When I need to do a lot of photoshop work (slicing, dicing, css, et cetera), I
work from home where I have a large monitor. When I need to do a lot of code
work, I take my laptop down to the coffee shop.

Wish I could stick my desk in the living room, but there really isn't any
room! It is perpendicular to my south-east-facing window, though, so I get a
lot of natural light which seems to help my mood quite a bit.
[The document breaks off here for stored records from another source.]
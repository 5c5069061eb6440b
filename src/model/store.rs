use std::collections::HashSet;

use chrono::NaiveDate;
use serde::{Deserialize, Serialize};
use uuid::Uuid;

use super::validation::{validate_dates, validate_edit, validate_status};
use super::{DependencyGraph, Task, TaskStatus};
use crate::error::ScheduleError;

/// Owns the ordered task collection and guards its invariants.
///
/// Every mutation that can break dependency ordering is validated before
/// it lands; a rejected mutation leaves the store untouched.
#[derive(Debug, Clone, Default, Serialize, Deserialize)]
#[serde(transparent)]
pub struct TaskStore {
    tasks: Vec<Task>,
}

impl TaskStore {
    pub fn new() -> Self {
        Self::default()
    }

    /// Build a store from an arbitrary list, cleaning up references.
    pub fn from_tasks(tasks: Vec<Task>) -> Self {
        let mut store = Self::new();
        store.replace_all(tasks);
        store
    }

    pub fn tasks(&self) -> &[Task] {
        &self.tasks
    }

    /// Snapshot of every task, in display order.
    pub fn list(&self) -> Vec<Task> {
        self.tasks.clone()
    }

    pub fn len(&self) -> usize {
        self.tasks.len()
    }

    pub fn is_empty(&self) -> bool {
        self.tasks.is_empty()
    }

    pub fn get(&self, id: Uuid) -> Option<&Task> {
        self.tasks.iter().find(|t| t.id == id)
    }

    pub fn graph(&self) -> DependencyGraph {
        DependencyGraph::build(&self.tasks)
    }

    /// Replace the whole collection.
    ///
    /// Later duplicates of an id are dropped, and `depends_on` lists are
    /// stripped of self references, repeats, and ids not in the new set.
    pub fn replace_all(&mut self, tasks: Vec<Task>) {
        let mut seen = HashSet::new();
        let mut tasks: Vec<Task> = tasks.into_iter().filter(|t| seen.insert(t.id)).collect();
        for task in &mut tasks {
            let own = task.id;
            let mut kept = HashSet::new();
            task.depends_on
                .retain(|id| *id != own && seen.contains(id) && kept.insert(*id));
            if task.start_date > task.end_date {
                std::mem::swap(&mut task.start_date, &mut task.end_date);
            }
        }
        self.tasks = tasks;
    }

    /// Append a new task.
    ///
    /// Its prerequisites must exist, and its dates and status must respect
    /// them. A new task has no dependents yet, so no cycle can form.
    pub fn add_task(&mut self, mut task: Task, today: NaiveDate) -> Result<Uuid, ScheduleError> {
        if self.get(task.id).is_some() {
            return Err(ScheduleError::DuplicateTask(task.id));
        }
        check_range(task.start_date, task.end_date)?;
        self.check_prerequisites(&task)?;
        task.derive_status(today);
        validate_dates(&task, task.start_date, task.end_date, &self.tasks)?;
        validate_status(&task, &self.tasks)?;

        let id = task.id;
        log::debug!("adding task '{}' ({})", task.name, id);
        self.tasks.push(task);
        Ok(id)
    }

    /// Move a task to new dates after checking both neighbours.
    pub fn update_dates(
        &mut self,
        id: Uuid,
        start: NaiveDate,
        end: NaiveDate,
    ) -> Result<(), ScheduleError> {
        check_range(start, end)?;
        let index = self.index_of(id)?;
        validate_dates(&self.tasks[index], start, end, &self.tasks)?;

        let task = &mut self.tasks[index];
        task.start_date = start;
        task.end_date = end;
        Ok(())
    }

    /// Replace a task with an edited copy (the form path).
    ///
    /// The volume rule and completion date are applied to `proposed` before
    /// validation, so the derived status must pass the gate too.
    pub fn update_task(&mut self, mut proposed: Task, today: NaiveDate) -> Result<(), ScheduleError> {
        let index = self.index_of(proposed.id)?;
        check_range(proposed.start_date, proposed.end_date)?;
        dedup(&mut proposed.depends_on);
        self.check_prerequisites(&proposed)?;
        proposed.derive_status(today);
        validate_edit(&self.tasks[index], &proposed, &self.tasks)?;

        self.tasks[index] = proposed;
        Ok(())
    }

    /// Change only the status of a task.
    pub fn set_status(
        &mut self,
        id: Uuid,
        status: TaskStatus,
        today: NaiveDate,
    ) -> Result<(), ScheduleError> {
        let mut proposed = self.get(id).cloned().ok_or(ScheduleError::UnknownTask(id))?;
        proposed.status = status;
        self.update_task(proposed, today)
    }

    /// Make `task` depend on `prerequisite`.
    ///
    /// Rejected when either id is unknown, the edge would close a cycle, or
    /// the current dates/status would violate the new ordering. Adding an
    /// existing edge is a no-op.
    pub fn add_dependency(&mut self, task: Uuid, prerequisite: Uuid) -> Result<(), ScheduleError> {
        let index = self.index_of(task)?;
        let pre = self.get(prerequisite).ok_or(ScheduleError::UnknownTask(prerequisite))?;
        let current = &self.tasks[index];
        if task == prerequisite {
            return Err(ScheduleError::SelfDependency(current.name.clone()));
        }
        if current.depends_on(prerequisite) {
            return Ok(());
        }
        if self.graph().would_create_cycle(task, prerequisite) {
            return Err(ScheduleError::DependencyCycle {
                task: current.name.clone(),
                prerequisite: pre.name.clone(),
            });
        }

        let mut proposed = current.clone();
        proposed.depends_on.push(prerequisite);
        validate_edit(current, &proposed, &self.tasks)?;

        log::debug!("'{}' now depends on '{}'", proposed.name, pre.name);
        self.tasks[index] = proposed;
        Ok(())
    }

    /// Drop a dependency edge. Returns whether it existed.
    pub fn remove_dependency(&mut self, task: Uuid, prerequisite: Uuid) -> bool {
        match self.tasks.iter_mut().find(|t| t.id == task) {
            Some(t) => {
                let before = t.depends_on.len();
                t.depends_on.retain(|id| *id != prerequisite);
                t.depends_on.len() != before
            }
            None => false,
        }
    }

    /// Delete a task and strip its id from every other task's prerequisites.
    pub fn remove_task(&mut self, id: Uuid) -> Option<Task> {
        let index = self.tasks.iter().position(|t| t.id == id)?;
        let removed = self.tasks.remove(index);
        for task in &mut self.tasks {
            task.depends_on.retain(|pre| *pre != id);
        }
        Some(removed)
    }

    /// Clear a worker assignment everywhere it appears.
    pub fn unassign_worker(&mut self, worker: Uuid) {
        for task in &mut self.tasks {
            if task.assigned_worker_id == Some(worker) {
                task.assigned_worker_id = None;
            }
        }
    }

    fn index_of(&self, id: Uuid) -> Result<usize, ScheduleError> {
        self.tasks
            .iter()
            .position(|t| t.id == id)
            .ok_or(ScheduleError::UnknownTask(id))
    }

    fn check_prerequisites(&self, task: &Task) -> Result<(), ScheduleError> {
        let graph = self.graph();
        for &pre in &task.depends_on {
            if pre == task.id {
                return Err(ScheduleError::SelfDependency(task.name.clone()));
            }
            let Some(pre_task) = self.get(pre) else {
                return Err(ScheduleError::UnknownTask(pre));
            };
            if graph.would_create_cycle(task.id, pre) {
                return Err(ScheduleError::DependencyCycle {
                    task: task.name.clone(),
                    prerequisite: pre_task.name.clone(),
                });
            }
        }
        Ok(())
    }
}

fn check_range(start: NaiveDate, end: NaiveDate) -> Result<(), ScheduleError> {
    if start > end {
        Err(ScheduleError::InvalidRange { start, end })
    } else {
        Ok(())
    }
}

fn dedup(ids: &mut Vec<Uuid>) {
    let mut seen = HashSet::new();
    ids.retain(|id| seen.insert(*id));
}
I couldn't imagine working from home if I lived in a suburb, though. The
occasional ten minute breaks (when I'm out of home, instead of out of the
coffee shop) to go down and get a cup (or just to have a smoke) are quite
nice, because I see a lot of people that I know from the neighborhood. I
wouldn't be able to get that, no how no way, out of a suburb.

------
mark_l_watson
It would be difficult, I think, to WFH if you lived alone. Except for doing
charity work, my wife is usually at home, but does not interrupt me while I am
working. Having friendly neighbors and friends who live near by is good also.
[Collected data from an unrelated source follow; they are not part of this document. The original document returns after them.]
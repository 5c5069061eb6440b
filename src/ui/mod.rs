pub mod dialogs;
pub mod gantt_chart;
pub mod task_editor;
pub mod task_table;
pub mod theme;
pub mod toolbar;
I used to work exclusively in my home office, but transitioned to also working
in other rooms, and sometimes on our deck. I think that I take a productivity
hit doing this, but it is fun to mix it up re: working environment.

------
gchucky
I've been working from home on and off for two years now, and I can tell you
that sometimes there is just no substitute for physically being in the same
room as the rest of your team. Meetings are so much easier, getting help is
far more efficient, and there's the social interaction there as well.

Having said that, it's also nice to have the flexibility of being able to work
from home.

------
messel
Link died for me, HN crash the server?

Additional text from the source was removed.